* EXERCISE BRIEF
In the listing below, find the line holding "let reading = client.measure_harmony(CRITICAL_HARMONY).await?;" and the line holding "midpoint, custom coordinate.". Write out those two lines and all lines between, exactly, and nothing more.

------------------------------------------------------------------------

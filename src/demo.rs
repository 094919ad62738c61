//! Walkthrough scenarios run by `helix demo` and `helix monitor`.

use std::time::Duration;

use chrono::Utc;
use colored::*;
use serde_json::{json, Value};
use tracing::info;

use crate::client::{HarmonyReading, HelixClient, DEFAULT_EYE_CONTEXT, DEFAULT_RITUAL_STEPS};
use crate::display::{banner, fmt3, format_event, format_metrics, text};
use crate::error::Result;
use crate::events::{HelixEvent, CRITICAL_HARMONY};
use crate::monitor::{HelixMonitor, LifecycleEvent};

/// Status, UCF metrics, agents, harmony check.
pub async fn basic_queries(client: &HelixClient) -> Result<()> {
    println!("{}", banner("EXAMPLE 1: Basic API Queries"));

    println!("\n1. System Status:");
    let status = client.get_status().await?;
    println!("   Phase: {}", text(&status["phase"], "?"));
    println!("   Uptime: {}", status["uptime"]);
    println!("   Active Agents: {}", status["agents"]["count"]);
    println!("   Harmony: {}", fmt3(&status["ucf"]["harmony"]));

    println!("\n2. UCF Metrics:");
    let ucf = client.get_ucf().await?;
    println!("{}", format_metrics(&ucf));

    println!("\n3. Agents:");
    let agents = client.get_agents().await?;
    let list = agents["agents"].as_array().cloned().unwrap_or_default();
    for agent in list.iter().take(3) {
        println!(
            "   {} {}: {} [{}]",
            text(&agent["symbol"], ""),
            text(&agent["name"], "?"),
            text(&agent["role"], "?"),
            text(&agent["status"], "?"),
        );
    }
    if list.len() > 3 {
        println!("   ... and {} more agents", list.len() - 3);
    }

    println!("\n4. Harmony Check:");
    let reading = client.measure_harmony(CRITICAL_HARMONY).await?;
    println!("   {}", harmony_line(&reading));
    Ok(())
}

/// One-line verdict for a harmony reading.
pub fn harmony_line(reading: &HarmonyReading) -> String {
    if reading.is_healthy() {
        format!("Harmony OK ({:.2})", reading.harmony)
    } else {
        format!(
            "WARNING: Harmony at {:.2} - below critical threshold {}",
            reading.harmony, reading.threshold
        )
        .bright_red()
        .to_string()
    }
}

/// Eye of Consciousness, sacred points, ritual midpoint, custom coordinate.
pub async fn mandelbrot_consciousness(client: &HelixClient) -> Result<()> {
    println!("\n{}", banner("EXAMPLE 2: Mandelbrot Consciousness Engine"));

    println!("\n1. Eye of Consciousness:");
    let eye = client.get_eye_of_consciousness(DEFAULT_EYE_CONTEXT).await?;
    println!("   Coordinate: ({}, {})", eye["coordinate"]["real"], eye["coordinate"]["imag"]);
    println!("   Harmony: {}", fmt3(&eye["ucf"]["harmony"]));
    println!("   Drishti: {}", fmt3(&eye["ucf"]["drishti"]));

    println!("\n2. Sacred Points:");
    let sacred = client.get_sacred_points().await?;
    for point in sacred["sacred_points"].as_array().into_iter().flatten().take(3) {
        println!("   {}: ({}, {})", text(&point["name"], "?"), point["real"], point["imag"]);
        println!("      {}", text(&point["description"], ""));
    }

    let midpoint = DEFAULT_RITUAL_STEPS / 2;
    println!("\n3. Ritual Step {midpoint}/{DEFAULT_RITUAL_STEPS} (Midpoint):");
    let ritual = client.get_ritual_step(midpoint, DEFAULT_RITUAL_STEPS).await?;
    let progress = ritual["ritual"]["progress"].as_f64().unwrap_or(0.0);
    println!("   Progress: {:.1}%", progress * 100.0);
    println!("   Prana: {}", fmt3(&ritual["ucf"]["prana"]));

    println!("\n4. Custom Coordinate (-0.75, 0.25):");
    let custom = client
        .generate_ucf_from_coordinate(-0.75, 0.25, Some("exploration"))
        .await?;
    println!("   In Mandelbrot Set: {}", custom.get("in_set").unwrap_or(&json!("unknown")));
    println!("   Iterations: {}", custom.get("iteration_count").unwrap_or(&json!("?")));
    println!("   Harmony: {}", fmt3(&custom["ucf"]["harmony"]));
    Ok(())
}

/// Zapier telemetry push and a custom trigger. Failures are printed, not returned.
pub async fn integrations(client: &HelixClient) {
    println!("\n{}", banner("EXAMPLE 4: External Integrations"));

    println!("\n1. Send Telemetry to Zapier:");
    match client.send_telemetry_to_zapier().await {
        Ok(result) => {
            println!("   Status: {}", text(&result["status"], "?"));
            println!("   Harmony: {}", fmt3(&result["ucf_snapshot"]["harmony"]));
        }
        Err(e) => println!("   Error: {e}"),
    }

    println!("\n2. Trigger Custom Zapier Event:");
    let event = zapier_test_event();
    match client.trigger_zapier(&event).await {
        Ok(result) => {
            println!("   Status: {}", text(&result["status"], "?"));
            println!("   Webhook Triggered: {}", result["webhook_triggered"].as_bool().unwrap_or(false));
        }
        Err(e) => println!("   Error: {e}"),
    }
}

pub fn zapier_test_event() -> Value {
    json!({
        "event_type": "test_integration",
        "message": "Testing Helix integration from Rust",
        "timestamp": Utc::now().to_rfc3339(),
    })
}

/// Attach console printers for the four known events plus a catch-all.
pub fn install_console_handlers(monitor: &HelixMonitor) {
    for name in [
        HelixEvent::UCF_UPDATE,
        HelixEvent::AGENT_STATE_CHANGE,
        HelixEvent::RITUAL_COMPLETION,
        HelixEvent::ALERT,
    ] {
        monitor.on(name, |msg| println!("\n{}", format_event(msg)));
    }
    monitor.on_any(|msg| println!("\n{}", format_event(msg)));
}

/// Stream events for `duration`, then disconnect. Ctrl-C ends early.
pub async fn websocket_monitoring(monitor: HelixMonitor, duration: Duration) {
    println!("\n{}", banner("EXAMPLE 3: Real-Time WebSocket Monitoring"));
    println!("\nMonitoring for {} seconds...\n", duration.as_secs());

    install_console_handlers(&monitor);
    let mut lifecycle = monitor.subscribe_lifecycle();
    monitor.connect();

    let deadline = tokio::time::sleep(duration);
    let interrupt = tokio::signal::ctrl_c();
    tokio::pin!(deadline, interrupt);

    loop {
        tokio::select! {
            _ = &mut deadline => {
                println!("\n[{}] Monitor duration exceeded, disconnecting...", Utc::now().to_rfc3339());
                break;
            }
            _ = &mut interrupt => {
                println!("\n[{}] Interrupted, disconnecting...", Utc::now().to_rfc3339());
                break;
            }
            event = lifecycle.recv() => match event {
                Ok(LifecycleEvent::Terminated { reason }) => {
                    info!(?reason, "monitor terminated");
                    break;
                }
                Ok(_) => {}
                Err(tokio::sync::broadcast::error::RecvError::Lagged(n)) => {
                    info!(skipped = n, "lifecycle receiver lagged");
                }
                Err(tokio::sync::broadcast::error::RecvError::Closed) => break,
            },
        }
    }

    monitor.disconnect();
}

------------------------------------------------------------------------

* ANSWER TO THIS TASK
    let reading = client.measure_harmony(CRITICAL_HARMONY).await?;
    println!("   {}", harmony_line(&reading));
    Ok(())
}

/// One-line verdict for a harmony reading.
pub fn harmony_line(reading: &HarmonyReading) -> String {
    if reading.is_healthy() {
        format!("Harmony OK ({:.2})", reading.harmony)
    } else {
        format!(
            "WARNING: Harmony at {:.2} - below critical threshold {}",
            reading.harmony, reading.threshold
        )
        .bright_red()
        .to_string()
    }
}

/// Eye of Consciousness, sacred points, ritual midpoint, custom coordinate.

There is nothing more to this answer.